A temporada 2021 da australiana já havia sido mais enxuta, com participação seletiva nos principais torneios. No ano anterior, ela encerrou a temporada de forma precoce assim que a pandemia de covid-19 paralisou as competições. Foram 10 meses longe das quadras e perto da família. “Quero buscar outros sonhos”, disse a ex-tenista, sem indicar seus novos caminhos.
Dona de três títulos de Grand Slam, Barty exibia números sólidos no circuito. Venceu nada menos que 25 das suas últimas 26 partidas – estava invicta neste ano. Com seus 15 títulos de simples e 12 de duplas, acumulou premiação de US$ 23,8 milhões (cerca de R$ 117 milhões).
Foram ainda 121 semanas como número 1, sendo 114 consecutivas. Trata-se da quarta melhor marca da história do esporte nesta estatística. Favorita a todos os torneios desta temporada, ela poderia ampliar esse número e superar rivais, como a checa Martina Navratilova (156 semanas), Serena (186) e a alemã Steffi Graf (186), que lideram neste quesito.

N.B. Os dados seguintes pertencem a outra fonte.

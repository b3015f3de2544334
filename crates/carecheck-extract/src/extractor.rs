//! Checklist extraction: text layer first, OCR at four rotations second
//!
//! ```text
//! START -> TEXT_TRY -> OCR_TRY -> DONE
//!             |                    ^
//!             +--- any field ------+
//! ```
//!
//! Every path ends in an [`Extraction`] with its method tag set; nothing here
//! returns an error to the caller.

use std::fmt;
use std::str::FromStr;

use image::RgbImage;
use image::imageops;
use serde::{Deserialize, Deserializer, Serialize, Serializer};

use crate::patterns::{Fields, Mode, extract_fields};
use crate::pdf::{PageSource, PdfDocument};
use crate::recognizer::Recognizer;

/// Rasterization resolution for OCR
pub const DEFAULT_DPI: u32 = 300;

/// Counter-clockwise page rotation tried during OCR.
#[derive(Debug, Clone, Copy, PartialEq, Eq, Hash)]
pub enum Rotation {
    R0,
    R90,
    R180,
    R270,
}

impl Rotation {
    /// Search order
    pub const ALL: [Rotation; 4] = [Self::R0, Self::R90, Self::R180, Self::R270];

    pub fn degrees(self) -> u16 {
        match self {
            Self::R0 => 0,
            Self::R90 => 90,
            Self::R180 => 180,
            Self::R270 => 270,
        }
    }

    pub fn from_degrees(degrees: u16) -> Option<Self> {
        Self::ALL.into_iter().find(|r| r.degrees() == degrees)
    }

    /// Rotate counter-clockwise; the canvas grows to fit.
    pub fn apply(self, image: &RgbImage) -> RgbImage {
        // imageops rotates clockwise
        match self {
            Self::R0 => image.clone(),
            Self::R90 => imageops::rotate270(image),
            Self::R180 => imageops::rotate180(image),
            Self::R270 => imageops::rotate90(image),
        }
    }
}

/// Which path produced an [`Extraction`].
///
/// Serialized as the tags downstream report scripts key on: `text`,
/// `easyocr_rotated_<angle>`, `no_pages`, `all_failed`, `error`.
#[derive(Debug, Clone, Copy, PartialEq, Eq, Hash)]
pub enum ExtractionMethod {
    /// Text layer produced at least one field
    Text,
    /// OCR at the given rotation
    Ocr(Rotation),
    /// Document has no pages
    NoPages,
    /// Neither path produced any text
    AllFailed,
    /// Document could not be opened
    Error,
}

const OCR_TAG_PREFIX: &str = "easyocr_rotated_";

impl fmt::Display for ExtractionMethod {
    fn fmt(&self, f: &mut fmt::Formatter<'_>) -> fmt::Result {
        match self {
            Self::Text => f.write_str("text"),
            Self::Ocr(rotation) => write!(f, "{OCR_TAG_PREFIX}{}", rotation.degrees()),
            Self::NoPages => f.write_str("no_pages"),
            Self::AllFailed => f.write_str("all_failed"),
            Self::Error => f.write_str("error"),
        }
    }
}

impl FromStr for ExtractionMethod {
    type Err = String;

    fn from_str(s: &str) -> Result<Self, Self::Err> {
        match s {
            "text" => Ok(Self::Text),
            "no_pages" => Ok(Self::NoPages),
            "all_failed" => Ok(Self::AllFailed),
            "error" => Ok(Self::Error),
            _ => s
                .strip_prefix(OCR_TAG_PREFIX)
                .and_then(|deg| deg.parse().ok())
                .and_then(Rotation::from_degrees)
                .map(Self::Ocr)
                .ok_or_else(|| format!("unknown extraction method: {s}")),
        }
    }
}

impl Serialize for ExtractionMethod {
    fn serialize<S: Serializer>(&self, serializer: S) -> Result<S::Ok, S::Error> {
        serializer.collect_str(self)
    }
}

impl<'de> Deserialize<'de> for ExtractionMethod {
    fn deserialize<D: Deserializer<'de>>(deserializer: D) -> Result<Self, D::Error> {
        let s = String::deserialize(deserializer)?;
        s.parse().map_err(serde::de::Error::custom)
    }
}

/// Extracted fields plus the tag of the path that produced them.
#[derive(Debug, Clone, PartialEq, Eq, Serialize, Deserialize)]
pub struct Extraction {
    #[serde(flatten)]
    pub fields: Fields,
    pub extraction_method: ExtractionMethod,
}

impl Extraction {
    fn empty(method: ExtractionMethod) -> Self {
        Self {
            fields: Fields::default(),
            extraction_method: method,
        }
    }
}

/// Runs the TEXT_TRY / OCR_TRY sequence over checklist documents.
///
/// Holds the OCR engine handle for the whole run. Without one, pages with no
/// usable text layer end as `all_failed`.
pub struct Extractor {
    recognizer: Option<Box<dyn Recognizer>>,
    dpi: u32,
}

impl fmt::Debug for Extractor {
    fn fmt(&self, f: &mut fmt::Formatter<'_>) -> fmt::Result {
        f.debug_struct("Extractor")
            .field("ocr", &self.recognizer.is_some())
            .field("dpi", &self.dpi)
            .finish()
    }
}

impl Extractor {
    pub fn new(recognizer: Option<Box<dyn Recognizer>>, dpi: u32) -> Self {
        Self { recognizer, dpi }
    }

    /// Extractor that never attempts OCR.
    pub fn text_only() -> Self {
        Self::new(None, DEFAULT_DPI)
    }

    pub fn has_ocr(&self) -> bool {
        self.recognizer.is_some()
    }

    /// Extract from raw PDF bytes. Never fails: an unreadable document is tagged `error`.
    pub fn extract(&self, bytes: &[u8]) -> Extraction {
        match PdfDocument::open(bytes) {
            Ok(doc) => self.extract_document(&doc),
            Err(e) => {
                log::warn!("Error parsing PDF: {e}");
                Extraction::empty(ExtractionMethod::Error)
            }
        }
    }

    /// Extract from an opened document.
    pub fn extract_document(&self, doc: &dyn PageSource) -> Extraction {
        if doc.page_count() == 0 {
            return Extraction::empty(ExtractionMethod::NoPages);
        }

        // TEXT_TRY
        match doc.first_page_text() {
            Ok(text) if !text.trim().is_empty() => {
                let fields = extract_fields(&text, Mode::Text);
                if !fields.is_empty() {
                    return Extraction {
                        fields,
                        extraction_method: ExtractionMethod::Text,
                    };
                }
            }
            Ok(_) => {}
            Err(e) => {
                log::warn!("Error reading text layer: {e}");
                return Extraction::empty(ExtractionMethod::Error);
            }
        }

        // OCR_TRY
        log::debug!("Text layer gave nothing, trying OCR");
        let Some(recognizer) = self.recognizer.as_deref() else {
            return Extraction::empty(ExtractionMethod::AllFailed);
        };
        let image = match doc.render_first_page(self.dpi) {
            Ok(image) => image,
            Err(e) => {
                log::warn!("OCR failed: {e}");
                return Extraction::empty(ExtractionMethod::AllFailed);
            }
        };
        search_rotations(&image, recognizer)
    }
}

/// OCR the image at each rotation until one yields a field.
///
/// Stops at the first rotation with any field, even if a later rotation would
/// recognize more text. Without any field, the longest recognized text is
/// re-read and its rotation reported; blank text everywhere is `all_failed`.
pub fn search_rotations(image: &RgbImage, recognizer: &dyn Recognizer) -> Extraction {
    let mut best: Option<(Rotation, String)> = None;

    for rotation in Rotation::ALL {
        let text = match recognizer.recognize(&rotation.apply(image)) {
            Ok(fragments) => fragments.join(" "),
            Err(e) => {
                log::warn!("OCR at {}° failed: {e}", rotation.degrees());
                String::new()
            }
        };

        let fields = extract_fields(&text, Mode::Ocr);
        if !fields.is_empty() {
            log::debug!(
                "OCR extracted {} characters (rotation: {}°)",
                text.chars().count(),
                rotation.degrees()
            );
            return Extraction {
                fields,
                extraction_method: ExtractionMethod::Ocr(rotation),
            };
        }

        let longer = best
            .as_ref()
            .is_none_or(|(_, b)| text.chars().count() > b.chars().count());
        if longer && !text.trim().is_empty() {
            best = Some((rotation, text));
        }
    }

    match best {
        Some((rotation, text)) => {
            log::debug!(
                "OCR found text but no fields; using {}° ({} characters)",
                rotation.degrees(),
                text.chars().count()
            );
            Extraction {
                fields: extract_fields(&text, Mode::Ocr),
                extraction_method: ExtractionMethod::Ocr(rotation),
            }
        }
        None => {
            log::debug!("OCR found no text at any rotation");
            Extraction::empty(ExtractionMethod::AllFailed)
        }
    }
}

Para efeito de comparação, no masculino Federer, Nadal e Djokovic vivem um embate direto na busca pelo domínio em diferentes estatísticas do circuito. Até o início de janeiro, estavam empatados com 20 títulos de Grand Slam cada. O espanhol venceu na Austrália e despontou com 21 agora. Nadal completará 36 anos em junho, enquanto Djokovic chegará aos 35 no mês anterior. Em agosto, Federer atingirá os 41. A busca por recordes e títulos parece motivar o trio e outros tenistas, como o escocês Andy Murray (34) e o suíço Stan Wawrinka (completa 37 na próxima semana).
Barty destacou que já se “aposentou” antes. Em 2014, alegou estar sofrendo de Síndrome de Burnout, doença relacionada ao cansaço e estresse, para fazer uma pausa na carreira. Voltou a competir no críquete, inclusive profissionalmente. Mas retornou ao tênis em 2016, quando iniciou sua forte ascensão ao topo.
A australiana citou a “aposentadoria” anterior para mostrar como estava segura de sua decisão atual. “Estou muito feliz e estou pronta. Eu sei como é, já fiz isso antes. Mas tive um sentimento muito diferente da outra vez. Sou muito grata a tudo o que o tênis me deu. Mas sei que este é o momento certo para eu tomar essa decisão agora.”